At worst, the FBI is trying
to cover up its mismanagement of the investigation and the aggressive
tactics used, and whoever was responsible for the anthrax that was
mailed to members of the US congress and the media in late 2001, which
ended up killing five people, will now remain a mystery.
The source of the anthrax
has been established, traced to a batch grown at the Fort Detrick
laboratory in the US state of Maryland.
Contrary to public
assumptions at the time, neither Iraq nor Saddam Hussein was ever
involved.
The FBI has also proved,
beyond reasonable doubt, that Bruce Ivins, the scientist who committed
suicide in late July - apparently after hearing that he would be
indicted for mass murder - was seriously weird.
A 'patsy'?
The clear imperative to
justify a seven-year investigation into the worst act so far of
bio-terror in the US inevitably raises the spectre of the "patsy", the
phrase made famous by Lee Harvey Oswald after his arrest for the
assassination of John F Kennedy, the former US president.
There has been an enduring
uneasiness about the official explanation for one of the most traumatic
events in US history, and the vast conspiracy industry, offering
competing accounts of the assassination, are its most manifest symptom.
One of the reasons is that Oswald, like Ivins, never
lived to answer the charges.
The anthrax case is further complicated by the fact
that the FBI had first set its sights on a different suspect.
In the spirit of post 9/11, when all the rules were
suspended, and torture and throwing people in jail without trial were
permitted, the FBI was unscrupulous in the pursuit of its prey.
That ended up costing US taxpayers more than $5m, as
Steven Jay Hatfill, who also worked at Fort Detrick, sued the government
for making his life hell and destroying his reputation.
Ruthless tactics
The tactics used against the subsequent suspect,
Ivins, were particularly ruthless.
FBI officials are alleged to
have confronted him and his family in a shopping mall, brandishing
photographs of the anthrax victims and calling him a murderer.

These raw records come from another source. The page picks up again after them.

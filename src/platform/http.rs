//! HTTP query gateway client.
//!
//! Implements the platform traits over a JSON gateway:
//! `POST {endpoint}/v0/query` with `{"query", "ref", "namespace"}` returns
//! `{"schema": [{"name", "type"}], "columns": [[...], ...]}`.

use async_trait::async_trait;
use reqwest::header::{HeaderMap, HeaderValue, AUTHORIZATION};
use reqwest::{Client, StatusCode};
use serde::{Deserialize, Serialize};
use std::time::Duration;
use tracing::debug;
use url::Url;

use super::{ColumnarResult, Field, PlatformClient, PlatformConnector, Profile, Value};
use crate::config::PlatformConfig;
use crate::error::{BauplanError, Result};

/// Path of the query endpoint, relative to the configured base URL.
const QUERY_PATH: &str = "v0/query";

/// Opens [`HttpClient`] handles against the configured gateway.
#[derive(Debug, Clone, Copy, Default)]
pub struct HttpConnector;

#[async_trait]
impl PlatformConnector for HttpConnector {
    async fn connect(&self, config: &PlatformConfig) -> Result<Box<dyn PlatformClient>> {
        let client = HttpClient::new(config)?;
        Ok(Box::new(client))
    }
}

/// Gateway client bound to one branch and namespace.
#[derive(Debug)]
pub struct HttpClient {
    client: Client,
    query_url: Url,
    profile: Profile,
    timeout: Duration,
}

impl HttpClient {
    /// Builds a client from the resolved configuration.
    ///
    /// No request is made here; credentials are checked by the gateway on the
    /// first query.
    pub fn new(config: &PlatformConfig) -> Result<Self> {
        let endpoint = config.endpoint.as_ref().ok_or_else(|| {
            BauplanError::connection(
                "No query gateway endpoint configured. Set BAUPLAN_ENDPOINT or endpoint in [bauplan]",
            )
        })?;

        let mut auth = HeaderValue::from_str(&format!("Bearer {}", config.api_key))
            .map_err(|_| BauplanError::connection("API key is not a valid HTTP header value"))?;
        auth.set_sensitive(true);

        let mut headers = HeaderMap::new();
        headers.insert(AUTHORIZATION, auth);

        let client = Client::builder()
            .timeout(config.timeout)
            .default_headers(headers)
            .build()
            .map_err(|e| BauplanError::connection(format!("Failed to create HTTP client: {}", e)))?;

        Ok(Self {
            client,
            query_url: query_url(endpoint)?,
            profile: Profile {
                branch: config.branch.clone(),
                namespace: config.namespace.clone(),
            },
            timeout: config.timeout,
        })
    }
}

#[async_trait]
impl PlatformClient for HttpClient {
    fn profile(&self) -> &Profile {
        &self.profile
    }

    async fn query(&self, sql: &str, reference: &str) -> Result<ColumnarResult> {
        debug!("POST {} ref={}", self.query_url, reference);

        let request = QueryRequest {
            query: sql,
            reference,
            namespace: &self.profile.namespace,
        };

        let response = self
            .client
            .post(self.query_url.clone())
            .json(&request)
            .send()
            .await
            .map_err(|e| self.map_request_error(e))?;

        let status = response.status();
        let body = response
            .text()
            .await
            .map_err(|e| self.map_request_error(e))?;

        if !status.is_success() {
            return Err(parse_error(status, &body));
        }

        decode_response(&body)
    }
}

impl HttpClient {
    fn map_request_error(&self, error: reqwest::Error) -> BauplanError {
        if error.is_timeout() {
            BauplanError::query(format!(
                "Query timed out after {} seconds",
                self.timeout.as_secs()
            ))
        } else {
            BauplanError::query(format!("Request to query gateway failed: {}", error))
        }
    }
}

/// Request body for the query endpoint.
#[derive(Debug, Serialize)]
struct QueryRequest<'a> {
    query: &'a str,
    #[serde(rename = "ref")]
    reference: &'a str,
    namespace: &'a str,
}

/// Successful response from the query endpoint.
#[derive(Debug, Deserialize)]
struct QueryResponse {
    schema: Vec<Field>,
    columns: Vec<Vec<Value>>,
}

/// Error response from the gateway.
#[derive(Debug, Deserialize)]
struct ErrorResponse {
    error: String,
}

/// Joins the query path onto the endpoint, keeping any base path.
fn query_url(endpoint: &Url) -> Result<Url> {
    let mut base = endpoint.clone();
    if !base.path().ends_with('/') {
        let path = format!("{}/", base.path());
        base.set_path(&path);
    }
    base.join(QUERY_PATH)
        .map_err(|e| BauplanError::connection(format!("Invalid endpoint '{}': {}", endpoint, e)))
}

/// Decodes a successful response body into a columnar result.
fn decode_response(body: &str) -> Result<ColumnarResult> {
    let response: QueryResponse = serde_json::from_str(body)
        .map_err(|e| BauplanError::internal(format!("Malformed gateway response: {}", e)))?;
    ColumnarResult::from_parts(response.schema, response.columns)
}

/// Turns a non-success response into an error.
fn parse_error(status: StatusCode, body: &str) -> BauplanError {
    if status == StatusCode::UNAUTHORIZED || status == StatusCode::FORBIDDEN {
        return BauplanError::query("Authentication failed. Check your BAUPLAN_API_KEY.");
    }

    if let Ok(error_response) = serde_json::from_str::<ErrorResponse>(body) {
        return BauplanError::query(error_response.error);
    }

    BauplanError::query(format!("Gateway error ({}): {}", status, body.trim()))
}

It would be enough to drive
anyone, let alone someone with a tenuous grasp on sanity, over the edge.
In Ivins's case it
succeeded. We are now all but invited to read his suicide as a
confession.
Either that, or the FBI has
some explaining to do.
Theories continue
It is a lot easier to
convict dead men. In Oswald's case there was a previous assassination
attempt, the subsequent murder of a policeman, and a dramatic arrest in
a movie theatre.
Yet there persists a general
bewilderment about the Kennedy assassination.
And in the Ivins case there
is nothing approaching conclusive evidence, other than the absolute
necessity for the FBI to draw a costly and controversial investigation
to a successful conclusion.
The September 11 attacks
themselves overshadow the anthrax letters, and though they were less
televisual, with a much lower body count, there is no underestimating
the effect that they had on the mood of the country at a critical moment
in its history.
The explanation now on offer
for this strange and sinister event is far less satisfactory than the
account of what happened in Dallas in 1963.
It is now destined to recede
to that "grassy knoll" in the public imagination, and be the fruit of
conspiracy theories for years to come.